You do know that you can "lager" any beer right? The term simply means storage, though with beer, it's typically some type of cold-conditioning. Many people who are attempting to make hybrid lagers, aka lager-style beer made with ale yeast, will still lager their beer. A cream ale is basically that, an american light lager fermented with ale yeast.

If it's finished fermenting, it's not going to keep fermenting away. But if OP didn't quite reach FG, then I agree it will likely still reach it while in secondary.
 
You do know that you can "lager" any beer right? The term simply means storage, though with beer, it's typically some type of cold-conditioning. Many people who are attempting to make hybrid lagers, aka lager-style beer made with ale yeast, will still lager their beer. A cream ale is basically that, an american light lager fermented with ale yeast.

If it's finished fermenting, it's not going to keep fermenting away. But if OP didn't quite reach FG, then I agree it will likely still reach it while in secondary.

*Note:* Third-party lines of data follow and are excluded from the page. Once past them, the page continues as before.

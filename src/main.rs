use anyhow::{bail, Context};
use clap::{Parser, ValueEnum};
use rfcapture::{CaptureSettings, Capturer, LoaderConfig, StaticPage};
use std::path::{Path, PathBuf};

#[derive(Debug, Clone, Copy, PartialEq, Eq, ValueEnum)]
enum Format {
    Svg,
    Png,
    Jpeg,
    Pixels,
}

/// Capture an element of an HTML page as an image
#[derive(Debug, Parser)]
#[command(name = "rfcapture", version, about)]
struct Args {
    /// Page URL (http/https) or path to a local HTML file
    source: String,

    /// CSS selector of the element to capture; defaults to the document element
    #[arg(short, long)]
    selector: Option<String>,

    #[arg(short, long, value_enum, default_value_t = Format::Png)]
    format: Format,

    /// Output file; data URIs are printed to stdout when omitted
    #[arg(short, long)]
    output: Option<PathBuf>,

    /// JSON file with capture settings; flags override its values
    #[arg(long)]
    options: Option<PathBuf>,

    #[arg(long)]
    width: Option<u32>,

    #[arg(long)]
    height: Option<u32>,

    #[arg(long)]
    bgcolor: Option<String>,

    /// JPEG quality in [0, 1]
    #[arg(long)]
    quality: Option<f32>,

    /// Data URL used when a resource cannot be fetched
    #[arg(long)]
    placeholder: Option<String>,

    #[arg(long)]
    cache_bust: bool,

    /// Fail when a resource cannot be fetched and no placeholder is set
    #[arg(long)]
    strict: bool,

    #[arg(short, long)]
    verbose: bool,
}

impl Args {
    fn settings(&self) -> anyhow::Result<CaptureSettings> {
        let mut settings = match &self.options {
            Some(path) => {
                let json = std::fs::read_to_string(path)
                    .with_context(|| format!("reading options from {}", path.display()))?;
                CaptureSettings::from_json(&json)?
            }
            None => CaptureSettings::default(),
        };

        if self.width.is_some() {
            settings.width = self.width;
        }
        if self.height.is_some() {
            settings.height = self.height;
        }
        if self.bgcolor.is_some() {
            settings.bgcolor = self.bgcolor.clone();
        }
        if let Some(quality) = self.quality {
            settings.quality = quality;
        }
        if self.placeholder.is_some() {
            settings.image_placeholder = self.placeholder.clone();
        }
        settings.cache_bust |= self.cache_bust;
        settings.strict_resources |= self.strict;
        Ok(settings)
    }
}

fn load_page(source: &str, config: &LoaderConfig) -> anyhow::Result<StaticPage> {
    if source.starts_with("http://") || source.starts_with("https://") {
        return Ok(StaticPage::load_url(source, config)?);
    }
    Ok(StaticPage::from_file(Path::new(source))?)
}

fn write_output(output: Option<&Path>, bytes: &[u8]) -> anyhow::Result<()> {
    match output {
        Some(path) => std::fs::write(path, bytes).with_context(|| format!("writing {}", path.display())),
        None => {
            use std::io::Write;
            std::io::stdout().write_all(bytes)?;
            Ok(())
        }
    }
}

fn main() -> anyhow::Result<()> {
    let args = Args::parse();

    let level = if args.verbose { "debug" } else { "warn" };
    env_logger::Builder::from_env(env_logger::Env::default().default_filter_or(level)).init();

    let options = args.settings()?.into_options();
    let config = LoaderConfig::default();

    // The page is fetched with a blocking client, before the runtime starts
    let page = load_page(&args.source, &config)?;
    let node = match &args.selector {
        Some(selector) => match page.select(selector)? {
            Some(node) => node,
            None => bail!("no element matches {}", selector),
        },
        None => page.root(),
    };

    let runtime = tokio::runtime::Runtime::new().context("starting async runtime")?;
    let capturer = Capturer::with_config(&page, &config)?;
    let output = args.output.as_deref();

    runtime.block_on(async {
        match args.format {
            Format::Svg => {
                let uri = capturer.to_svg(node, &options).await?;
                write_output(output, uri.as_bytes())
            }
            Format::Jpeg => {
                let uri = capturer.to_jpeg(node, &options).await?;
                write_output(output, uri.as_bytes())
            }
            Format::Png if output.is_some() => {
                let blob = capturer.to_blob(node, &options).await?;
                write_output(output, &blob.bytes)
            }
            Format::Png => {
                let uri = capturer.to_png(node, &options).await?;
                write_output(output, uri.as_bytes())
            }
            Format::Pixels => {
                let pixels = capturer.to_pixel_data(node, &options).await?;
                log::info!("captured {} bytes of RGBA data", pixels.len());
                write_output(output, &pixels)
            }
        }
    })
}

Understood, but what I was getting at, and MANY people agree, is transferring for secondary is more often than not, unnecessary for home brewers. If FG had indeed not be reached, he should still be fine though, so whatever worries he had about transferring too early are somewhat moot.
 
wow thanks for all the responses. I normally don't really get any haha. to answer why I transferred in the first place I actually needed my primary for another batch and I thought it might help clean it up a bit, I'm not quite lagering, just letting it sit at 48 for 2 or 3 weeks. I don't usually use a secondary for any of my beers unless I need to free up my pail for another brew like right now. Thanks again. hopefully its not an infection, and if it wasn't finished at 1.008 I'm not concerned, how much lower could it have gone? a point or two maybe?